Defines the handleRecord function where we implement our custom logic to process each stream record. In this example, it simply logs a message, but in a real application, this is where we'd put any business logic we need for updating a cache, sending notifications, transforming data, or triggering other workflows.

async function main() { const { Table } = await client.send( new DescribeTableCommand({ TableName: 'doodoot-table' }) ); console.log('Stream ARN:', Table?.LatestStreamArn); consumeStream(Table?.LatestStreamArn); } main();

The main function brings everything together. It retrieves the table information to get the Stream ARN, logs it to the console, and then starts the consumer by calling consumeStream with that ARN. This kicks off the entire stream processing workflow.

Testing

Testing

Conclusion

AWS DynamoDB Streams transforms NoSQL databases into event-driven powerhouses, capturing every insert, update, or delete as a real-time event.

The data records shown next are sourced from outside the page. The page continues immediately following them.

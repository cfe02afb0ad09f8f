//! Git object types and decoding
//!
//! Git stores all content as objects identified by SHA-1 hashes. Every object on
//! disk is a zlib stream whose decompressed form is:
//!
//! ```text
//! <type> <size>\0<content>
//! ```
//!
//! This module only reads. It can frame and hash any kind of object, but only
//! commits are decoded into a typed entity:
//!
//! - `object_id`: the 20-byte content hash and its hex form
//! - `object_type`: the kind tag found in the header
//! - `raw_object`: header + property block + body decoder
//! - `author`: identity and timestamp lines of a commit
//! - `commit`: the typed commit

pub mod author;
pub mod commit;
pub mod object_id;
pub mod object_type;
pub mod raw_object;

/// Length of a SHA-1 hash in hexadecimal format
pub const OBJECT_ID_LENGTH: usize = 40;

/// Length of a SHA-1 hash in bytes
pub const OBJECT_ID_BYTES: usize = OBJECT_ID_LENGTH / 2;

By integrating with Lambda functions, Kinesis Data Streams, or custom Node.js consumers, we can build reactive systems that power real-time analytics, cross-region replication, cache invalidation, and AI-driven workflows. Instead of treating DynamoDB as just a static datastore, Streams turns it into a live data pipeline that enables modern, event-driven architectures where services respond to changes without tight coupling or constant polling.